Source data
::::::::

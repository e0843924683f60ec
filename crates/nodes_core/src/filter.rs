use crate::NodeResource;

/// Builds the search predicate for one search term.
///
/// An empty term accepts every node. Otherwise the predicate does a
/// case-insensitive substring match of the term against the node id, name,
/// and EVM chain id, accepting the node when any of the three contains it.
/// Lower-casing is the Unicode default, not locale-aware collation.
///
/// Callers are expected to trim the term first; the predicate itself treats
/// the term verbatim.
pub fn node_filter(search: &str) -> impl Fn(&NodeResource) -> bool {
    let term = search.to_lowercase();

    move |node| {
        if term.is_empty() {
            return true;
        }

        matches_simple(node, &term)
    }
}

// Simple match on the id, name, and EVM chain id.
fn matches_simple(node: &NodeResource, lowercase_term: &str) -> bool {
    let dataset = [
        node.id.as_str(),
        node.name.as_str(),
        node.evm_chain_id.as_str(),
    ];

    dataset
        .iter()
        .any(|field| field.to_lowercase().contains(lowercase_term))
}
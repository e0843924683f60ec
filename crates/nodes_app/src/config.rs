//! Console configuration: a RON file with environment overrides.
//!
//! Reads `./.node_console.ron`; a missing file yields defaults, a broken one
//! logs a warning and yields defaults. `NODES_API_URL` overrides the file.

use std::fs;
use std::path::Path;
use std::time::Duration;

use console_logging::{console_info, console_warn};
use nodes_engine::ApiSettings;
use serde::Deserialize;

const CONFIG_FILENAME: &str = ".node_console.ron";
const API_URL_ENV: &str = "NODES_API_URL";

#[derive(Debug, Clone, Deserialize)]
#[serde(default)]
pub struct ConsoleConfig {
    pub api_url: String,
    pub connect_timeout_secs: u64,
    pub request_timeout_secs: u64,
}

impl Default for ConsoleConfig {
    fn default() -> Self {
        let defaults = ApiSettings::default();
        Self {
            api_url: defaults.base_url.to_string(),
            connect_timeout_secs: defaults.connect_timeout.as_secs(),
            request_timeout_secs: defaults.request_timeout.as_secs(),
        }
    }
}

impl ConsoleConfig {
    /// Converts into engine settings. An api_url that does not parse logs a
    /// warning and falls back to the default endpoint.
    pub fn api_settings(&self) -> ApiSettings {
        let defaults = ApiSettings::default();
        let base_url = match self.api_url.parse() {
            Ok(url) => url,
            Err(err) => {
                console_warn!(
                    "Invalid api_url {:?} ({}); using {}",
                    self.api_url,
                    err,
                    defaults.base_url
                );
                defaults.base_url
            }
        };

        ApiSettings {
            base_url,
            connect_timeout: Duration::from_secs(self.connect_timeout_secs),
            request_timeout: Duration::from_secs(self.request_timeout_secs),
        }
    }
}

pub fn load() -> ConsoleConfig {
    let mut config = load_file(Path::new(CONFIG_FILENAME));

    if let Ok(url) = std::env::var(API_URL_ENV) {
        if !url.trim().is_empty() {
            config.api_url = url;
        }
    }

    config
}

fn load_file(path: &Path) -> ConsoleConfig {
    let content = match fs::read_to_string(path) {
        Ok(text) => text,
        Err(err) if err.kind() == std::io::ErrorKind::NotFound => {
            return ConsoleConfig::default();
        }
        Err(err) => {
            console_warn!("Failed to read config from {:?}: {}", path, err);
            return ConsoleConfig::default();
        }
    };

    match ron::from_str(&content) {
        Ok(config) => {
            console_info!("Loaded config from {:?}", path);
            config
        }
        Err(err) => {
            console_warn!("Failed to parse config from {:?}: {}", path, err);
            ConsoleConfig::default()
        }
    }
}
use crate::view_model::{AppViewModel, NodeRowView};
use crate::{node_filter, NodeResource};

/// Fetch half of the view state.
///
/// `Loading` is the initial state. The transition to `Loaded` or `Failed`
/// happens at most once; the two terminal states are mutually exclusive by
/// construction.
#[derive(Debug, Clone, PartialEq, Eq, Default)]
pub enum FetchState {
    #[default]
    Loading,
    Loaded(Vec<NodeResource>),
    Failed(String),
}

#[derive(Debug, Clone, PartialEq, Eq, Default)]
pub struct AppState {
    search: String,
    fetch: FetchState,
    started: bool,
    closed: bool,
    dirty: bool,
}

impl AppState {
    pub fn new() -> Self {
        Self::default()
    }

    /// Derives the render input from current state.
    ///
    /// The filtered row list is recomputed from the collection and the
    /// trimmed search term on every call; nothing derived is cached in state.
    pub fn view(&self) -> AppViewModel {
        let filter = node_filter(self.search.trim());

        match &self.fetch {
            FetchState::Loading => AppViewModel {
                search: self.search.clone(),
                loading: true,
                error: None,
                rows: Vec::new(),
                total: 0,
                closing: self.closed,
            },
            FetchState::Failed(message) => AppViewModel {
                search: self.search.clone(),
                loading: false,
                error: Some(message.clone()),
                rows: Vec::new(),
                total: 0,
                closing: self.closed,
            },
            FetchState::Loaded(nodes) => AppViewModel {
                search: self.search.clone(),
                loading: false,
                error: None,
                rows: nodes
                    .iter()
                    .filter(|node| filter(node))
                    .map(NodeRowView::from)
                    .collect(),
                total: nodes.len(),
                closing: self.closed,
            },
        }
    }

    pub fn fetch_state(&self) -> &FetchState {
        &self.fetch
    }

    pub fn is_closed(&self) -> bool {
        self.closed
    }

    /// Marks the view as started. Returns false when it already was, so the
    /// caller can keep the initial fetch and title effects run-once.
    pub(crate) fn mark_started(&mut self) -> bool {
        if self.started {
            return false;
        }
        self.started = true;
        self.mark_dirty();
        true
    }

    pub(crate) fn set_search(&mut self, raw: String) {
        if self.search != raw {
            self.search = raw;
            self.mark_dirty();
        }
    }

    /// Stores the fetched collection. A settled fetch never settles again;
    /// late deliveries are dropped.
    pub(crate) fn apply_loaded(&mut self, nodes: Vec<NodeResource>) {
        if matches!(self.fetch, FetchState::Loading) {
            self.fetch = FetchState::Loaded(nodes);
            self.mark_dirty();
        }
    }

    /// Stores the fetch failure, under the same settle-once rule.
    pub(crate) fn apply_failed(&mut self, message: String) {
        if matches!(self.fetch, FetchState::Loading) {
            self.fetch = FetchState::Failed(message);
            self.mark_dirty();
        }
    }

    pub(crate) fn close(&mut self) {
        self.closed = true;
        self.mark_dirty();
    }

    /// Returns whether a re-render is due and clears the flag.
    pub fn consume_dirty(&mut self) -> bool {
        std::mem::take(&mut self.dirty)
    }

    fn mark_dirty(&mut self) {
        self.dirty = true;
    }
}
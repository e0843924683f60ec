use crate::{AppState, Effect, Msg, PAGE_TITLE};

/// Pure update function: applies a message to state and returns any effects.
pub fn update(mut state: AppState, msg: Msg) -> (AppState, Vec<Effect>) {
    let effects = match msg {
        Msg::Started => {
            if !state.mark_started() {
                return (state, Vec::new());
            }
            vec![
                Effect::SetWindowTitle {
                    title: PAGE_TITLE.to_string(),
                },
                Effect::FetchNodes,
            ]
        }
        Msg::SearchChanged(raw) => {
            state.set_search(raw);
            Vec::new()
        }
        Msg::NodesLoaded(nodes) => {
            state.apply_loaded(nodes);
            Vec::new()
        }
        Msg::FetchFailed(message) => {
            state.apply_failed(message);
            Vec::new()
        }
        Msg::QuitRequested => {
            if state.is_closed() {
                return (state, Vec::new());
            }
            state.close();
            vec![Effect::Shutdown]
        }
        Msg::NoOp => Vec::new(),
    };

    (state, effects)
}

::::::::

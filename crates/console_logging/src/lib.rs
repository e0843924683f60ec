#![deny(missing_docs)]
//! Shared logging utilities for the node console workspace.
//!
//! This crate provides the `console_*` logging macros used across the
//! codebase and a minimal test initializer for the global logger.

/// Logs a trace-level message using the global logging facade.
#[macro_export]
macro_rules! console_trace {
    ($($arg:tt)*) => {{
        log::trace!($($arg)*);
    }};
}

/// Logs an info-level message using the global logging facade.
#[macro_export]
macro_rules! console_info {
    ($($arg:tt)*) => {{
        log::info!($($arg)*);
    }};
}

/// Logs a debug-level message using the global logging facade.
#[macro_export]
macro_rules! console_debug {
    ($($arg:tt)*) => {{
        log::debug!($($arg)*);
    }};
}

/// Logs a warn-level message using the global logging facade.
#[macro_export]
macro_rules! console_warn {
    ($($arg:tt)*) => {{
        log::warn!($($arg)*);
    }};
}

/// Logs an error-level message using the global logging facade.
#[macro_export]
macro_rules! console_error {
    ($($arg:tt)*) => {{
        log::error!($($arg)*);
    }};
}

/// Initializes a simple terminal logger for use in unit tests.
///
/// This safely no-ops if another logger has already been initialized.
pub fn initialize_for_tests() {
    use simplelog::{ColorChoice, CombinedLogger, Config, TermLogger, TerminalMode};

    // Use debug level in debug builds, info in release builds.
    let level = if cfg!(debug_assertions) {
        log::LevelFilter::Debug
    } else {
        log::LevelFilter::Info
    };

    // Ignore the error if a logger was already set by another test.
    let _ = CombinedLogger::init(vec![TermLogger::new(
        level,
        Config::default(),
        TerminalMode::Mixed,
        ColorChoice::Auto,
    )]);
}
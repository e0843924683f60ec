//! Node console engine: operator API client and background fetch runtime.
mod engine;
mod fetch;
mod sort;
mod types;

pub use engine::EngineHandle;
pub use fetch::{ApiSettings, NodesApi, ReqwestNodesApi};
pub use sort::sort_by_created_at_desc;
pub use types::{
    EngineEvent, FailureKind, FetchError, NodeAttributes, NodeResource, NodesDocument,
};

::::::::

Goal of the exercise | Going through the data above, return each line with the word "when".

Reply to the exercise |
/// and EVM chain id, accepting the node when any of the three contains it.
    /// Marks the view as started. Returns false when it already was, so the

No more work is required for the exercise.